## What the task asks
Lines containing the word "TestApp" in the data below: say how many, with no other text.
Segment Start: Data records
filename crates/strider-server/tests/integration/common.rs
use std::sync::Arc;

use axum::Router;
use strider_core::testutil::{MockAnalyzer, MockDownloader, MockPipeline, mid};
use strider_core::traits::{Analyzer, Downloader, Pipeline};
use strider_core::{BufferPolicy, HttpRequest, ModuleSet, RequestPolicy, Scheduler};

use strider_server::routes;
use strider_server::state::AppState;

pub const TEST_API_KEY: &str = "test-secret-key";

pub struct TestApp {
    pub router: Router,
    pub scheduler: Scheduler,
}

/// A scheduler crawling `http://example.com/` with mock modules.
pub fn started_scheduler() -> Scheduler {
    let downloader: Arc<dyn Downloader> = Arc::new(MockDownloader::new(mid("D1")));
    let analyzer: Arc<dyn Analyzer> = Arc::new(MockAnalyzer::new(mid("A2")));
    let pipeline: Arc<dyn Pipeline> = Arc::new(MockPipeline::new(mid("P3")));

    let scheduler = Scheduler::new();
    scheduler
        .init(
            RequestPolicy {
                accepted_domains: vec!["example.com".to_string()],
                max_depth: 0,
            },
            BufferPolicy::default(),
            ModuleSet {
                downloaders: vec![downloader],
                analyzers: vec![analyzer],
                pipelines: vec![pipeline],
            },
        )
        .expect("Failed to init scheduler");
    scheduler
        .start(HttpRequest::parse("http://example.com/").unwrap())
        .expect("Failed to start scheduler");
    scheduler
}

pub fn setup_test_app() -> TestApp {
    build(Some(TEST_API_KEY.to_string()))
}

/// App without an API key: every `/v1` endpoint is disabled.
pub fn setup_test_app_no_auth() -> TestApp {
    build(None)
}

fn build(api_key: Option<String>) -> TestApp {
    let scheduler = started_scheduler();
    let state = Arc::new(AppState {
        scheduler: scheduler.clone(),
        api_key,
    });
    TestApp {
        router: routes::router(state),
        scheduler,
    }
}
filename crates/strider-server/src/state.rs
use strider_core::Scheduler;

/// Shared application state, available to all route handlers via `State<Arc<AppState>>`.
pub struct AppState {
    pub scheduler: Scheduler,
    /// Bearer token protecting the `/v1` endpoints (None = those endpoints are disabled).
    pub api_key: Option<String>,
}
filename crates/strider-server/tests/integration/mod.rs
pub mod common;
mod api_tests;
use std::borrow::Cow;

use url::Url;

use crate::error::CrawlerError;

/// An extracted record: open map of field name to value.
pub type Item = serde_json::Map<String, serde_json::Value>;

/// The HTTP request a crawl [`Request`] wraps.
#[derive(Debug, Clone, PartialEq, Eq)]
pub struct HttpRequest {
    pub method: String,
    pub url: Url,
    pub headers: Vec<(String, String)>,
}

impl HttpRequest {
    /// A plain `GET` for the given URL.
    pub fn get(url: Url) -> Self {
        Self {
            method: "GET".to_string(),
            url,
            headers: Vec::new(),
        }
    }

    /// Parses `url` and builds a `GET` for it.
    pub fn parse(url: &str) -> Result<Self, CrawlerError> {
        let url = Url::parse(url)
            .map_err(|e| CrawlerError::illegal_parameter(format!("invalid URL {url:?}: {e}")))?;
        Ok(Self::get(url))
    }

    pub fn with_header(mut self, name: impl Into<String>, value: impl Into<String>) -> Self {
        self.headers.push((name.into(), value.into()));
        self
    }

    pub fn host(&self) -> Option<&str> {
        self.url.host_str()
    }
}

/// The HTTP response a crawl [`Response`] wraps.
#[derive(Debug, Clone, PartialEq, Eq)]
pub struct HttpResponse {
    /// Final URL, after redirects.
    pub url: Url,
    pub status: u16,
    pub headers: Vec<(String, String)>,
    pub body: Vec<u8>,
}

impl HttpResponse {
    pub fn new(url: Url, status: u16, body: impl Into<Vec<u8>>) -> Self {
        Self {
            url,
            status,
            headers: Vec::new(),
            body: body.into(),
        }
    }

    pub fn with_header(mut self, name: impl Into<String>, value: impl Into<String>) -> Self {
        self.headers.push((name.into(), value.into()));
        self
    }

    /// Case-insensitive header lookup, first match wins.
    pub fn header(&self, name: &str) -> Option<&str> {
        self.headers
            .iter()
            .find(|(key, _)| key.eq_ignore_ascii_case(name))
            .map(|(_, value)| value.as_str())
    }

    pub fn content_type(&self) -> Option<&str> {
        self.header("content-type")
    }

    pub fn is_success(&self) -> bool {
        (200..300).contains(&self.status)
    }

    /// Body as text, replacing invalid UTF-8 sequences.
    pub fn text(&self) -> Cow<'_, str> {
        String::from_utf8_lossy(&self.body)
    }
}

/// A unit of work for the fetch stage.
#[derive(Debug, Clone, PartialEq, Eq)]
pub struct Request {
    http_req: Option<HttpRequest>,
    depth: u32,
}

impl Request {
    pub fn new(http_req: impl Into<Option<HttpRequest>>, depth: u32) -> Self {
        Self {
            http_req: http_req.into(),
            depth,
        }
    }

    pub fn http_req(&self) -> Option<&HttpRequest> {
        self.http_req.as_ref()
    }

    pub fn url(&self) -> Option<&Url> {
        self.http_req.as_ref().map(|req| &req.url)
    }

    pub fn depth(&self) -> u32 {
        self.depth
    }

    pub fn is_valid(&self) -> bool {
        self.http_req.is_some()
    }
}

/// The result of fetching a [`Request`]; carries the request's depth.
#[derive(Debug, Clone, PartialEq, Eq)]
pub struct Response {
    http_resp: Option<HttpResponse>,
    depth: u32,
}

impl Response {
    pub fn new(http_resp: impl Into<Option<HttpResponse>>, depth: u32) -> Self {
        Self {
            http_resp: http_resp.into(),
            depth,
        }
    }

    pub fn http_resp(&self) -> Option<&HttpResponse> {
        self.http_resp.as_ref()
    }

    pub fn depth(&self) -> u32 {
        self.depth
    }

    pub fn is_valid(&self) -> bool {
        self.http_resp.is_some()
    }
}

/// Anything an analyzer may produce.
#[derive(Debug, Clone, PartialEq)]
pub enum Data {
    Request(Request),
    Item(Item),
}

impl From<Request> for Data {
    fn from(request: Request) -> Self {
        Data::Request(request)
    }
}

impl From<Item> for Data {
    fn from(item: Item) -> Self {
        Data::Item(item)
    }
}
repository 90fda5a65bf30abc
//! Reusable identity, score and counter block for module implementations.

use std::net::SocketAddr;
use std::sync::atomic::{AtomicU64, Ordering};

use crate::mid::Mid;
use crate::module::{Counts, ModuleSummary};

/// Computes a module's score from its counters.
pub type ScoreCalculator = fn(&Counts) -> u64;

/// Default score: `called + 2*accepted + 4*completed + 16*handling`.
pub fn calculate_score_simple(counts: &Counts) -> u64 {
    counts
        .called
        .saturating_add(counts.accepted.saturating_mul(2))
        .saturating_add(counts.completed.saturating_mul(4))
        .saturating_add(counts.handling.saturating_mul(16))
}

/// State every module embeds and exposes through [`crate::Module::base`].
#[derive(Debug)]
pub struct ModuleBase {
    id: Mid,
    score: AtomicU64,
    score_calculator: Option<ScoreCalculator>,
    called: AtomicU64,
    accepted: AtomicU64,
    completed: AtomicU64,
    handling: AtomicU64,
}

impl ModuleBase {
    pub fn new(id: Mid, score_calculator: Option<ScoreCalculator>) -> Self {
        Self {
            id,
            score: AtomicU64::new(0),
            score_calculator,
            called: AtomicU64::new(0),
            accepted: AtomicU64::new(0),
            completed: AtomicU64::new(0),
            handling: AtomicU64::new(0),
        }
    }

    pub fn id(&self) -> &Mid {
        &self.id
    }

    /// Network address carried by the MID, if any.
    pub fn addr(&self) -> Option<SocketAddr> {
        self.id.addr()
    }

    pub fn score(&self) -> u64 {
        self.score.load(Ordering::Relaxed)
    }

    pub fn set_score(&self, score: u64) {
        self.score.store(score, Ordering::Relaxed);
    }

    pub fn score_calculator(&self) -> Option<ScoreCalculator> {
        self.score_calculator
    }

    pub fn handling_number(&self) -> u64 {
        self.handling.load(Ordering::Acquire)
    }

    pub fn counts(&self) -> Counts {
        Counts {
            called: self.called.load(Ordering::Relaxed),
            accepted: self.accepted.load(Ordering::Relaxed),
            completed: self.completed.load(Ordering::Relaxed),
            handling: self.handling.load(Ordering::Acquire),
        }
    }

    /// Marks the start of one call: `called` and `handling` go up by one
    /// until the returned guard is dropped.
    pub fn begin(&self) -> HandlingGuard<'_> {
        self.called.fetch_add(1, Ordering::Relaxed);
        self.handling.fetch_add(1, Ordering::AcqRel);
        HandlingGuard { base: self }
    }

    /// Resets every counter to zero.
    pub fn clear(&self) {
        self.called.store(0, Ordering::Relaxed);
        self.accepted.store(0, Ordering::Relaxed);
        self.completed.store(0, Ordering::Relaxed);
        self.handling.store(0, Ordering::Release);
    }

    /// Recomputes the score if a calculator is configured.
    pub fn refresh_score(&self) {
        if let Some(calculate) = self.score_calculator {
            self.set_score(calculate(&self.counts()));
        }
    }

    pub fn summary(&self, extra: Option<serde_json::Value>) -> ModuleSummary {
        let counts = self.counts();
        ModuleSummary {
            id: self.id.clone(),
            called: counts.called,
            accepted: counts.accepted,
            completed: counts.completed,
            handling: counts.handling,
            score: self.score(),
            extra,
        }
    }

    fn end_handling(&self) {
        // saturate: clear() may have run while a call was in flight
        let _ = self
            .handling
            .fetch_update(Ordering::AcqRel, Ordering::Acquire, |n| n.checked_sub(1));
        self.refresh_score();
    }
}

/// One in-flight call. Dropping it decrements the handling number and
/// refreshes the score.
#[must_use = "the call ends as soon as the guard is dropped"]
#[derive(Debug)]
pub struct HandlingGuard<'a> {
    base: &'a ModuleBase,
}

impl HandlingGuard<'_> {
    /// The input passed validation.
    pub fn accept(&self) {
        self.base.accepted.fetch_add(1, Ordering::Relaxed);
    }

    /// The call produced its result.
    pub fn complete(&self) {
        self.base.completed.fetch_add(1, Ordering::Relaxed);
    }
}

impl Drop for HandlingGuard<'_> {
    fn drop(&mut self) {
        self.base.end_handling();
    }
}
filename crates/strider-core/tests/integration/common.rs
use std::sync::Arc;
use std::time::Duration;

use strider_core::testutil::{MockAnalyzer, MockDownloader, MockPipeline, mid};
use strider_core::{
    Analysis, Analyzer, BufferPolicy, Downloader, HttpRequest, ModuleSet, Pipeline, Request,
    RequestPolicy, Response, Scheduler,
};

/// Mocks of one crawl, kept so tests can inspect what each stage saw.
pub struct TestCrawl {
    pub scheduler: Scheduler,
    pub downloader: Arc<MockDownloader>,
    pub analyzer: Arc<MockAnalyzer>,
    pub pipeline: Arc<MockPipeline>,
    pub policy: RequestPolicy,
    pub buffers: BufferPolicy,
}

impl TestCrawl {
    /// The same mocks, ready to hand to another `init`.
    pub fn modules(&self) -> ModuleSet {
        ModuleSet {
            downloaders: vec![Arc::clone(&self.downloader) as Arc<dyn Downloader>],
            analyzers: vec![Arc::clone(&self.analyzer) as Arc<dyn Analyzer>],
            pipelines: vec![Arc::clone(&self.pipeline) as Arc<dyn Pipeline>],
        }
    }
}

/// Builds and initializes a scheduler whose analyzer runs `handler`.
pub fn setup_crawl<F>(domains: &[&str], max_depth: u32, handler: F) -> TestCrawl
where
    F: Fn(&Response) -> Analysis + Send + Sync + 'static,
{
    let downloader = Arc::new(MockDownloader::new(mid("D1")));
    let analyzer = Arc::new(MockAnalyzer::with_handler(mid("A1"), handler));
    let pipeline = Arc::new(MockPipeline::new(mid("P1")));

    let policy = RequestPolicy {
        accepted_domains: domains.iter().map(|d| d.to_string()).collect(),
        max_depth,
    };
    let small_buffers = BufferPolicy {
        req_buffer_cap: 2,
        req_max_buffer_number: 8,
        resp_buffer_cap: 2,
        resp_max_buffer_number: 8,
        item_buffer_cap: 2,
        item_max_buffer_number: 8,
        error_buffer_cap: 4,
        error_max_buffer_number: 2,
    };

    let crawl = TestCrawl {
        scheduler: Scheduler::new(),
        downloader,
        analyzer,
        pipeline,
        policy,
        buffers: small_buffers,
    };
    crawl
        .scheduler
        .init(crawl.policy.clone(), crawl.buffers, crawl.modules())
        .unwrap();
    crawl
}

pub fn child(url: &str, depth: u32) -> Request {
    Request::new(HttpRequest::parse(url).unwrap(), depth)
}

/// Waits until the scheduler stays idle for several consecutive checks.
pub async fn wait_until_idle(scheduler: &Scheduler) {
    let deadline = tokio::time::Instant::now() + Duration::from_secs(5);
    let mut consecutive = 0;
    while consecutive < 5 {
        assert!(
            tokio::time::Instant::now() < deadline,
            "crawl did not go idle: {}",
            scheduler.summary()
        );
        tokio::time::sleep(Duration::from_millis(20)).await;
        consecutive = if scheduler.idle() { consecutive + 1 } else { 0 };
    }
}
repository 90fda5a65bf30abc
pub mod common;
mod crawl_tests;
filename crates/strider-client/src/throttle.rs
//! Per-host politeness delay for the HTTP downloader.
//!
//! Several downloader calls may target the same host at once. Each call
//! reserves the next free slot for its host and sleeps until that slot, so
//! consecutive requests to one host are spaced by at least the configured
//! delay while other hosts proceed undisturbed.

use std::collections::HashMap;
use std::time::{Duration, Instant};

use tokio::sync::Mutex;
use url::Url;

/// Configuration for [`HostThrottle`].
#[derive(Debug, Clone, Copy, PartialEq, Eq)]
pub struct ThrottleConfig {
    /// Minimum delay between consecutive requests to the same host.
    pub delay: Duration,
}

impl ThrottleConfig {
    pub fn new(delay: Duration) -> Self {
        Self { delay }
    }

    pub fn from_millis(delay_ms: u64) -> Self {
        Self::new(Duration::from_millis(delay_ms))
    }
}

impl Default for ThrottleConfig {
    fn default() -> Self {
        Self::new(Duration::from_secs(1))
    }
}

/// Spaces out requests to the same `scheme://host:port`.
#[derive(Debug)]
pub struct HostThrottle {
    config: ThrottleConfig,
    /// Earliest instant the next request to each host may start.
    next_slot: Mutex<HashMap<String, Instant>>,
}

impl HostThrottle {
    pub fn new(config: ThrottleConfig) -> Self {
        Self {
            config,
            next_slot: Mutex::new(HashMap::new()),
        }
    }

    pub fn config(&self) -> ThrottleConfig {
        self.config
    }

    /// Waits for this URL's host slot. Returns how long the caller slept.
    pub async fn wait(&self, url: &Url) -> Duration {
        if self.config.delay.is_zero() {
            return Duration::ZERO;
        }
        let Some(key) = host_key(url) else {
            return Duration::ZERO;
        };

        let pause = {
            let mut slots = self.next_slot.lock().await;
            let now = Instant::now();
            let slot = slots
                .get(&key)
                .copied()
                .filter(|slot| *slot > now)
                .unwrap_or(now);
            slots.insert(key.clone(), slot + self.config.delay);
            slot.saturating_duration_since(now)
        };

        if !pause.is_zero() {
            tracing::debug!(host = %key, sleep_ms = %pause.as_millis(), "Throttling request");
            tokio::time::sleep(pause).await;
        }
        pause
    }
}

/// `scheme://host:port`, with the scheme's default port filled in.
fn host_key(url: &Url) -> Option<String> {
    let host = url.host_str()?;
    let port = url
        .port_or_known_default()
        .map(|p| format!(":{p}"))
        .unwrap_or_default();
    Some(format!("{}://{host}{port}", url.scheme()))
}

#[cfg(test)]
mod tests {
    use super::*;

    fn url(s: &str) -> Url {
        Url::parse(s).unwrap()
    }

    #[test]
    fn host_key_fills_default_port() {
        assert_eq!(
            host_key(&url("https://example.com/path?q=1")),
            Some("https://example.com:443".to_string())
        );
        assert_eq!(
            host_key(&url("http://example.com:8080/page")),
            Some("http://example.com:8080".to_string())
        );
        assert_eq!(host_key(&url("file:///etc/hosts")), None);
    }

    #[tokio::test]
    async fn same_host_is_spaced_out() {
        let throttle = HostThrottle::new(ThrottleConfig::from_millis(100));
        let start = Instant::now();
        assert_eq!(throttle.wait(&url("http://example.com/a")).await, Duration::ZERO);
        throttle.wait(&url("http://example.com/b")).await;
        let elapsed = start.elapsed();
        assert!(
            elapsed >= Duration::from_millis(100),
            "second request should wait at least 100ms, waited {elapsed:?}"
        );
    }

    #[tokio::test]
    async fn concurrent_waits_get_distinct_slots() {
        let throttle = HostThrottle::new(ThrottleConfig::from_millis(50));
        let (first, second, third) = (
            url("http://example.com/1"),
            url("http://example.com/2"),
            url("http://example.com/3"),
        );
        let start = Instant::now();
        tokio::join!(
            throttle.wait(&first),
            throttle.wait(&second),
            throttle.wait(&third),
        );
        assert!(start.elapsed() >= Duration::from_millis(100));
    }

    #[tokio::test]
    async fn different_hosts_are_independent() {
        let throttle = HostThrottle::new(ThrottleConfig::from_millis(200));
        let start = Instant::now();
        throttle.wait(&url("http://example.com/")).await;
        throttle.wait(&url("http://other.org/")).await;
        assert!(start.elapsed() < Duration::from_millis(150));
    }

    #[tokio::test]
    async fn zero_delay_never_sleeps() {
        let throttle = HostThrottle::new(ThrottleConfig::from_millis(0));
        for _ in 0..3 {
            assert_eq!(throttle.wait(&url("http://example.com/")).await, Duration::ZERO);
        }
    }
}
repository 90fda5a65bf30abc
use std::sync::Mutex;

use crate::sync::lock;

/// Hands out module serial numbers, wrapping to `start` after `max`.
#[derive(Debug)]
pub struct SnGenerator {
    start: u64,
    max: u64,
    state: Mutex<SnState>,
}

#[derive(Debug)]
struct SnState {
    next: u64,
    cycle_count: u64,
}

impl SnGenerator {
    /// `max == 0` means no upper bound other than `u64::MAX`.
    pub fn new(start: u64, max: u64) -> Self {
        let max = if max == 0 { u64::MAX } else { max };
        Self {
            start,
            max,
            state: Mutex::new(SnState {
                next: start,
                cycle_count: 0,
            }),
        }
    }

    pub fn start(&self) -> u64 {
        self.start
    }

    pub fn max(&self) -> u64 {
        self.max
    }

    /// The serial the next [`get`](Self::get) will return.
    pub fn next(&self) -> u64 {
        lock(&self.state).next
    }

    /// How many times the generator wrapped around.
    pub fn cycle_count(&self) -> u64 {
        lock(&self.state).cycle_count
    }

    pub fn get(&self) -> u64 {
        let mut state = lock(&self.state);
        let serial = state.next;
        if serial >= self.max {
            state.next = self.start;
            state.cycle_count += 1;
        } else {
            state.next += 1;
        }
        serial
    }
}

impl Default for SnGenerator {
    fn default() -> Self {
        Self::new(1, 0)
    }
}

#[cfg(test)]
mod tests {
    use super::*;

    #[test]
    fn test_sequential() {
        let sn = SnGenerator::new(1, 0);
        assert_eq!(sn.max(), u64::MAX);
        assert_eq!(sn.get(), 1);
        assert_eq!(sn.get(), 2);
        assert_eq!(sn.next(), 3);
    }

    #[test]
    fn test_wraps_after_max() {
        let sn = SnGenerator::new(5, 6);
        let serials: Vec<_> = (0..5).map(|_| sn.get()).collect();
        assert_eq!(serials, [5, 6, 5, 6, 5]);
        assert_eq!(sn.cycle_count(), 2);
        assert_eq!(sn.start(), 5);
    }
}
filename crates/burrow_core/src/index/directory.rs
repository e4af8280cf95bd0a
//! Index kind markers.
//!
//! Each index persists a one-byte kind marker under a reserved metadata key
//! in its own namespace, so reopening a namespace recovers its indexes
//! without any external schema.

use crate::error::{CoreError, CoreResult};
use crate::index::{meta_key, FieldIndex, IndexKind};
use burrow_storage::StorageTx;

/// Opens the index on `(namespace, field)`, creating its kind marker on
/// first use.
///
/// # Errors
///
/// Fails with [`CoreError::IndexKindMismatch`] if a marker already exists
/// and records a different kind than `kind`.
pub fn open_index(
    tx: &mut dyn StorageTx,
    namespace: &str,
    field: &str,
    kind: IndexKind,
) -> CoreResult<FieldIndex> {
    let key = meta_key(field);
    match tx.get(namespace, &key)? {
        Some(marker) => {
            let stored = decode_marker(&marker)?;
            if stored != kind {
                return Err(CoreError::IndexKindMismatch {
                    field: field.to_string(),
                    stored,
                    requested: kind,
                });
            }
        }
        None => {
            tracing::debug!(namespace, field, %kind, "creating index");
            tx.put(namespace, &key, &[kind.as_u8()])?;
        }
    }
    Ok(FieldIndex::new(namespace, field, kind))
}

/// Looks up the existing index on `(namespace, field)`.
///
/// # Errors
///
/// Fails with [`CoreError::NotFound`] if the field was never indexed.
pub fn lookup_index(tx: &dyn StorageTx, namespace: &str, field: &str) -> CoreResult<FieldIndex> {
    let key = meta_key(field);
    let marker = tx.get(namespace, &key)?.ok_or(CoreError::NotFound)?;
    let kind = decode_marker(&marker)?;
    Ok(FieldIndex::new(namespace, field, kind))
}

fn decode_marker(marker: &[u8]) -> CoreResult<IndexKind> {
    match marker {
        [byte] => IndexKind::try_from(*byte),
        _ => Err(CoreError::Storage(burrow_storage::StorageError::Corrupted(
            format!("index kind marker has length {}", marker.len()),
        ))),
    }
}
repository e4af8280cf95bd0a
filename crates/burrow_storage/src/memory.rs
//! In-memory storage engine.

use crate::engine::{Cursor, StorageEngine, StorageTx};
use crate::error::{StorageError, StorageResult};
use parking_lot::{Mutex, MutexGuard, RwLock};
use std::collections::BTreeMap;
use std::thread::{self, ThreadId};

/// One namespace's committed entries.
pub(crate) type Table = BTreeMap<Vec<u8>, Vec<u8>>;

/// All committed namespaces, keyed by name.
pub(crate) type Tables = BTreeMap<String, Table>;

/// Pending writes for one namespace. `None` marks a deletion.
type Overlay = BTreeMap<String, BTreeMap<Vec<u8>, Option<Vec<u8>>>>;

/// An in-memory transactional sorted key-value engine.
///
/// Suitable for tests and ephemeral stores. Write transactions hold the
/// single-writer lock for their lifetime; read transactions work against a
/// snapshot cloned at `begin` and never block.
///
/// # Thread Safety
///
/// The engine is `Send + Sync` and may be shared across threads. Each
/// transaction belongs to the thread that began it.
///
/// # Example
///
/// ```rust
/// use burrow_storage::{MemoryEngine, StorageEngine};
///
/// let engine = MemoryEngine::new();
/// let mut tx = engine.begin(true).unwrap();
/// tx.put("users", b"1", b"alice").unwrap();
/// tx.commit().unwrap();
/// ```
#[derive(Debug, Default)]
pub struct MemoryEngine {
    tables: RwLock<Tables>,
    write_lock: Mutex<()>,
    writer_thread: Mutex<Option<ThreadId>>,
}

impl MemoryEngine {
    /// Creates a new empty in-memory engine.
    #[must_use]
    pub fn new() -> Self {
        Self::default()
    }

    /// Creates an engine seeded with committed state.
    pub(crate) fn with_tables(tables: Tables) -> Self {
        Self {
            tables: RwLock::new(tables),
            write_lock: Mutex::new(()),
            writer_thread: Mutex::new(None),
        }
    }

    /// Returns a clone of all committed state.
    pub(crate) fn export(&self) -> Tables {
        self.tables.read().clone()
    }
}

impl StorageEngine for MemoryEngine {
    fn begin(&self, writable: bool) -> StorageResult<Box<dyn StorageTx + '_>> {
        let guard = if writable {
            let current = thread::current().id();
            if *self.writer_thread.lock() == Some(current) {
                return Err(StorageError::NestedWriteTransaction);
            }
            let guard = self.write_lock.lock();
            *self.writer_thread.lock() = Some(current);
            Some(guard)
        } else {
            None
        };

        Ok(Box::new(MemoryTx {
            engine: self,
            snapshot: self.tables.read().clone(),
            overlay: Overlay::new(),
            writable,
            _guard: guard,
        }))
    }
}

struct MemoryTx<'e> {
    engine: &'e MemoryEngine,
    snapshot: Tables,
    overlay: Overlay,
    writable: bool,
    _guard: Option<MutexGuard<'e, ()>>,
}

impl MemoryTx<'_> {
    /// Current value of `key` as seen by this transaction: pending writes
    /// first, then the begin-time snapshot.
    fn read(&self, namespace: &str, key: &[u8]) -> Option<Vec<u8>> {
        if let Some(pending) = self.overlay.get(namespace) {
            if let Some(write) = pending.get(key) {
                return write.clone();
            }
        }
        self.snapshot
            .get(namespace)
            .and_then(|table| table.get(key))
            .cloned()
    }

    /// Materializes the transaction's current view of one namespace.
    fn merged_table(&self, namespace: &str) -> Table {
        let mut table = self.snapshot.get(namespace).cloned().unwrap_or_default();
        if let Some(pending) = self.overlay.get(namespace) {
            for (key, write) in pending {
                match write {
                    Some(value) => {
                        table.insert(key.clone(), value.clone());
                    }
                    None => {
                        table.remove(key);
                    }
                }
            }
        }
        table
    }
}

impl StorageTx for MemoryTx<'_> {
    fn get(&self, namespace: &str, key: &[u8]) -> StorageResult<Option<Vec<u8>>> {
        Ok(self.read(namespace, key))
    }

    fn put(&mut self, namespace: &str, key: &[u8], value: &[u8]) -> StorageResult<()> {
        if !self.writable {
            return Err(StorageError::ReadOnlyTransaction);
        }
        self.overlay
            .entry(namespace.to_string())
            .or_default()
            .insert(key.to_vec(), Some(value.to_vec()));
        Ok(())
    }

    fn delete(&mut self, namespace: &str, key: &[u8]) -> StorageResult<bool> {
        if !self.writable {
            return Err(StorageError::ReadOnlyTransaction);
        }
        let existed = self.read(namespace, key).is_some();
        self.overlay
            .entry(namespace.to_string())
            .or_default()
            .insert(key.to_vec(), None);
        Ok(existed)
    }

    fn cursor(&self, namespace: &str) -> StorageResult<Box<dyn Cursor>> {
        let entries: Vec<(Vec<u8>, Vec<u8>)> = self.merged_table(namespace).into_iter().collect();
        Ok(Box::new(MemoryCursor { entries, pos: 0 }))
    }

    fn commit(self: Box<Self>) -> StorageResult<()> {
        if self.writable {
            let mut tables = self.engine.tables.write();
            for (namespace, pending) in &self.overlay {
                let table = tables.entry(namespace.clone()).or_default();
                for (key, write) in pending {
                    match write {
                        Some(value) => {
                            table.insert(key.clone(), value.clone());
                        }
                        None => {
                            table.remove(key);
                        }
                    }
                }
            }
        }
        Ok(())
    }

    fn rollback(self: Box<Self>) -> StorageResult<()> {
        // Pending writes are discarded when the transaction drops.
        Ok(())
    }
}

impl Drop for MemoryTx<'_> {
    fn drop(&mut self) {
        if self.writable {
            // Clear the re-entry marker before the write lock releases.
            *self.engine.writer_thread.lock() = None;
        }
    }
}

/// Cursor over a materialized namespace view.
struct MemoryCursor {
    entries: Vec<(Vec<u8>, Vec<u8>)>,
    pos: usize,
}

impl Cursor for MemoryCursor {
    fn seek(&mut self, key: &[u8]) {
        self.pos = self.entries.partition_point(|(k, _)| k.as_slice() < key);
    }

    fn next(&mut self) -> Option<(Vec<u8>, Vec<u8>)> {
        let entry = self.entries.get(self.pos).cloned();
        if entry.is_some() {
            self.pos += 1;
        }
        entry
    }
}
Segment End: Data records
## Answer to this task
5